[[ DATA SUPPLIED, beginning ]]

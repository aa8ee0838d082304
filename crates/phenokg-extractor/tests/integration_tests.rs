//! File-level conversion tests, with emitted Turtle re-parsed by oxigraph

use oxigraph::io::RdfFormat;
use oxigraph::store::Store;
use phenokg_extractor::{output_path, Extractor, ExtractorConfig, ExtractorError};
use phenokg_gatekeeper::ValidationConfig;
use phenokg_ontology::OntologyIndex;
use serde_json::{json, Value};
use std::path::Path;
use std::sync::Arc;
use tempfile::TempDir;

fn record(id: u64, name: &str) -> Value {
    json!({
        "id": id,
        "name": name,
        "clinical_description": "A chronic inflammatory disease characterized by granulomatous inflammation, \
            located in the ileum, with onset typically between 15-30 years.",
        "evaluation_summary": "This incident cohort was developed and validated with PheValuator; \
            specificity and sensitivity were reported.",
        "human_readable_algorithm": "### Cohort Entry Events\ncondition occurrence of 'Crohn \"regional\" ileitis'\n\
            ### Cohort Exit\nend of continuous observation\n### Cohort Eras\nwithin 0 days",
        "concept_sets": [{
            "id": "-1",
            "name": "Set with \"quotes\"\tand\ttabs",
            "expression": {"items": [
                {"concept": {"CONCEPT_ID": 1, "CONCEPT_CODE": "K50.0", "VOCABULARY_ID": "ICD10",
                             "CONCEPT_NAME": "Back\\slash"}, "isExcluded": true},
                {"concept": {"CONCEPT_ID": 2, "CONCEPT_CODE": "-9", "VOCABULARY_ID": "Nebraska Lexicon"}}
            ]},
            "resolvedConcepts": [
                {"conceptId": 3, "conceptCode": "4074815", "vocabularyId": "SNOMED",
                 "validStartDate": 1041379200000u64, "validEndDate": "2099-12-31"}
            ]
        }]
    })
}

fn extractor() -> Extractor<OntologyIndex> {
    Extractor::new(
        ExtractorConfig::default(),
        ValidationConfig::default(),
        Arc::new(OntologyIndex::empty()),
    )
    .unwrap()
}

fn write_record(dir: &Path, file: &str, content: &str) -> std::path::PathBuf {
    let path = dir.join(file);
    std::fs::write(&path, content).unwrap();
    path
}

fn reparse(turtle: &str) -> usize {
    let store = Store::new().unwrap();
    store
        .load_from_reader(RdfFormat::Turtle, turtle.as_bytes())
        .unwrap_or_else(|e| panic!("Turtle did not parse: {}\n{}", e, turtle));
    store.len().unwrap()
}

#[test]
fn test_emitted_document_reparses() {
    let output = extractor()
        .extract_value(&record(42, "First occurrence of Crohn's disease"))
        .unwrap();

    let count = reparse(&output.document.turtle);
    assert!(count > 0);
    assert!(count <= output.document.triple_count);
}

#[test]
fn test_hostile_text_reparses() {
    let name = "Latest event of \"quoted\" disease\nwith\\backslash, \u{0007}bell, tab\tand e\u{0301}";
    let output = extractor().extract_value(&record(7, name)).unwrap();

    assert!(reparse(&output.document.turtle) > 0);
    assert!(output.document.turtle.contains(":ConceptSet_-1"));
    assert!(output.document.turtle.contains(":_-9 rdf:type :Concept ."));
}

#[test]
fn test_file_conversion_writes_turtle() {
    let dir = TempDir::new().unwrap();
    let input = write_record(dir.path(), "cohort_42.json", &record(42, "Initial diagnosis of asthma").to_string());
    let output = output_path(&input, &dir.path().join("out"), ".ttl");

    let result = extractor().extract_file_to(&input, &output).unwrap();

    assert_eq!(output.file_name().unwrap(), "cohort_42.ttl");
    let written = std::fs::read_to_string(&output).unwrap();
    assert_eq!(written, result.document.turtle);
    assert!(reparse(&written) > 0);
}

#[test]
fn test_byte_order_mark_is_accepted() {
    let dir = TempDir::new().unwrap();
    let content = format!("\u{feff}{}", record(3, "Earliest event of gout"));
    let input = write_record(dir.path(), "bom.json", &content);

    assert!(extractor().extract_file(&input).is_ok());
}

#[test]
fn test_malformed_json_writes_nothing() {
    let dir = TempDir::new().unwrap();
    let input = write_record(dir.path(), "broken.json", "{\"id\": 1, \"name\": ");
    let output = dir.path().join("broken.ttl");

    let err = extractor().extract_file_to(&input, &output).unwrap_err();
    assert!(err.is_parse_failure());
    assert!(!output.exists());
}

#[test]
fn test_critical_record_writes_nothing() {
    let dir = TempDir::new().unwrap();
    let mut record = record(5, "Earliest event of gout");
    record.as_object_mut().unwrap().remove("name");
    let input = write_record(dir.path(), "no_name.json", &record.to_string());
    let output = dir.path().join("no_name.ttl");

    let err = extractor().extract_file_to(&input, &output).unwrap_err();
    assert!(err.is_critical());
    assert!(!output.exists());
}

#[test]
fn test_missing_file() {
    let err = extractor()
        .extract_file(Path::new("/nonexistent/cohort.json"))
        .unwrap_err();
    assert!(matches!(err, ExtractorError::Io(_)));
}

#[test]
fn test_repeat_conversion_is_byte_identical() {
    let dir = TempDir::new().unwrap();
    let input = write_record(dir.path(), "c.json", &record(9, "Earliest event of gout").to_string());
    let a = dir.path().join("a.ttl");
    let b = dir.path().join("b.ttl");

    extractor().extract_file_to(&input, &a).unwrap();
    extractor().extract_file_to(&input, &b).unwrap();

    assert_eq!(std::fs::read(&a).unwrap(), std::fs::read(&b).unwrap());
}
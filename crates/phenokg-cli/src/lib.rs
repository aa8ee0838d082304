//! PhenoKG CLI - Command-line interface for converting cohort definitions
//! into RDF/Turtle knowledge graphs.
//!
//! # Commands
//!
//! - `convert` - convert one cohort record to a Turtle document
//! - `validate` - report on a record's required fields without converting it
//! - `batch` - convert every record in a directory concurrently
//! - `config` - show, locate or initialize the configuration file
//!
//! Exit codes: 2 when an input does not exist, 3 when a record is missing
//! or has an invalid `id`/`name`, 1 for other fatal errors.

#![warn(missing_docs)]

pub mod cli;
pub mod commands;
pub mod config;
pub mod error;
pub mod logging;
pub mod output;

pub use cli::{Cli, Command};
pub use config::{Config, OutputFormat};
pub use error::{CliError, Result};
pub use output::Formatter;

[[ DATA SUPPLIED, end ]]

» WHAT NEEDS TO BE DONE: Look through the material and copy each line that has "disease".

» EXERCISE SOLUTION:
        "clinical_description": "A chronic inflammatory disease characterized by granulomatous inflammation, \
        .extract_value(&record(42, "First occurrence of Crohn's disease"))
    let name = "Latest event of \"quoted\" disease\nwith\\backslash, \u{0007}bell, tab\tand e\u{0301}";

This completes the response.